<<<<

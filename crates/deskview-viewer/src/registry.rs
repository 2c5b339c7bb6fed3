//! Registry of independent viewer instances
//!
//! The manager owns every [`ViewerInstance`] keyed by caller-chosen id.
//! Instances never share state; two viewers with different ids can hold
//! different models with independent selections concurrently.

use crate::error::{Result, ViewerError};
use crate::instance::ViewerInstance;
use deskview_model::EngineRuntime;
use log::{debug, warn};
use rustc_hash::FxHashMap;
use serde::Serialize;
use std::collections::hash_map::Entry;
use std::sync::Arc;

/// Debug snapshot of one registered viewer
#[derive(Clone, PartialEq, Eq, Debug, Serialize)]
pub struct ViewerInfo {
    pub viewer_id: String,
    pub has_model: bool,
    pub is_loading: bool,
}

pub struct ViewerManager {
    runtime: Arc<dyn EngineRuntime>,
    viewers: FxHashMap<String, ViewerInstance>,
}

impl ViewerManager {
    pub fn new(runtime: Arc<dyn EngineRuntime>) -> Self {
        Self {
            runtime,
            viewers: FxHashMap::default(),
        }
    }

    /// Get or create the viewer registered under `id`
    ///
    /// Idempotent: calling again with an existing id returns the same live
    /// instance untouched.
    pub fn create_viewer(&mut self, id: &str) -> &mut ViewerInstance {
        match self.viewers.entry(id.to_string()) {
            Entry::Occupied(entry) => {
                debug!("[ViewerManager] Reusing existing viewer instance: {id}");
                entry.into_mut()
            }
            Entry::Vacant(entry) => {
                debug!("[ViewerManager] Creating viewer instance: {id}");
                entry.insert(ViewerInstance::new(id, Arc::clone(&self.runtime)))
            }
        }
    }

    pub fn get_viewer(&self, id: &str) -> Result<&ViewerInstance> {
        self.viewers
            .get(id)
            .ok_or_else(|| ViewerError::ViewerNotFound(id.to_string()))
    }

    pub fn get_viewer_mut(&mut self, id: &str) -> Result<&mut ViewerInstance> {
        self.viewers
            .get_mut(id)
            .ok_or_else(|| ViewerError::ViewerNotFound(id.to_string()))
    }

    pub fn has_viewer(&self, id: &str) -> bool {
        self.viewers.contains_key(id)
    }

    /// Registered viewer ids, sorted for stable output
    pub fn active_viewer_ids(&self) -> Vec<String> {
        let mut ids: Vec<String> = self.viewers.keys().cloned().collect();
        ids.sort();
        ids
    }

    pub fn active_viewers_count(&self) -> usize {
        self.viewers.len()
    }

    /// Snapshot of all registered viewers, sorted by id
    pub fn viewers_info(&self) -> Vec<ViewerInfo> {
        let mut info: Vec<ViewerInfo> = self
            .viewers
            .values()
            .map(|v| ViewerInfo {
                viewer_id: v.id().to_string(),
                has_model: v.has_model(),
                is_loading: v.is_loading(),
            })
            .collect();
        info.sort_by(|a, b| a.viewer_id.cmp(&b.viewer_id));
        info
    }

    /// Dispose and unregister one viewer; a no-op for unknown ids
    pub fn dispose_viewer(&mut self, id: &str) {
        match self.viewers.remove(id) {
            Some(mut viewer) => viewer.dispose(),
            None => warn!("[ViewerManager] dispose_viewer: no viewer registered as '{id}'"),
        }
    }

    /// Dispose and unregister every viewer
    pub fn dispose_all_viewers(&mut self) {
        debug!(
            "[ViewerManager] Disposing all {} viewer instance(s)",
            self.viewers.len()
        );
        for (_, mut viewer) in self.viewers.drain() {
            viewer.dispose();
        }
    }
}
// This Source Code Form is subject to the terms of the Mozilla Public
// License, v. 2.0. If a copy of the MPL was not distributed with this
// file, You can obtain one at https://mozilla.org/MPL/2.0/.

//! DeskView Model - Trait definitions and shared types for the DeskView viewer core
//!
//! This crate provides the boundary between the viewer state/orchestration layer
//! and its external collaborators: the 3D rendering engine and the IFC
//! import/geometry engine. It defines traits that engine adapters implement,
//! allowing the viewer core to drive scene bootstrap, model loading, bulk
//! property queries, highlighting, camera framing, and 2D overlay markers
//! without depending on any concrete engine.
//!
//! # Architecture
//!
//! The crate is organized around several key traits:
//!
//! - [`EngineRuntime`] - Factory for worlds, highlighters, and importers
//! - [`RenderWorld`] - A live scene/camera/renderer bundle
//! - [`ModelImporter`] - Loads IFC bytes into a [`FragmentModel`]
//! - [`FragmentModel`] - Bulk category/property/bounding-box queries
//! - [`HighlightDriver`] - Highlight, hover, and outline visuals
//! - [`CameraControls`] / [`Raycaster`] / [`OverlayScene`] - Per-world services
//!
//! # Example
//!
//! ```ignore
//! use deskview_model::{EngineRuntime, ContainerHandle};
//!
//! fn bootstrap(runtime: &dyn EngineRuntime) -> deskview_model::EngineResult<()> {
//!     let world = runtime.create_world(&ContainerHandle::new("viewer-a"))?;
//!     let highlighter = runtime.create_highlighter(&world)?;
//!     world.force_update()?;
//!     Ok(())
//! }
//! ```

pub mod error;
pub mod geometry;
pub mod properties;
pub mod traits;
pub mod types;

// Re-export all public types
pub use error::*;
pub use geometry::*;
pub use properties::*;
pub use traits::*;
pub use types::*;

>>>>

> What this task involves: Check each line of the listing above. Copy it if it holds the string "Serialize".

> Solution to the exercise:
use serde::Serialize;
#[derive(Clone, PartialEq, Eq, Debug, Serialize)]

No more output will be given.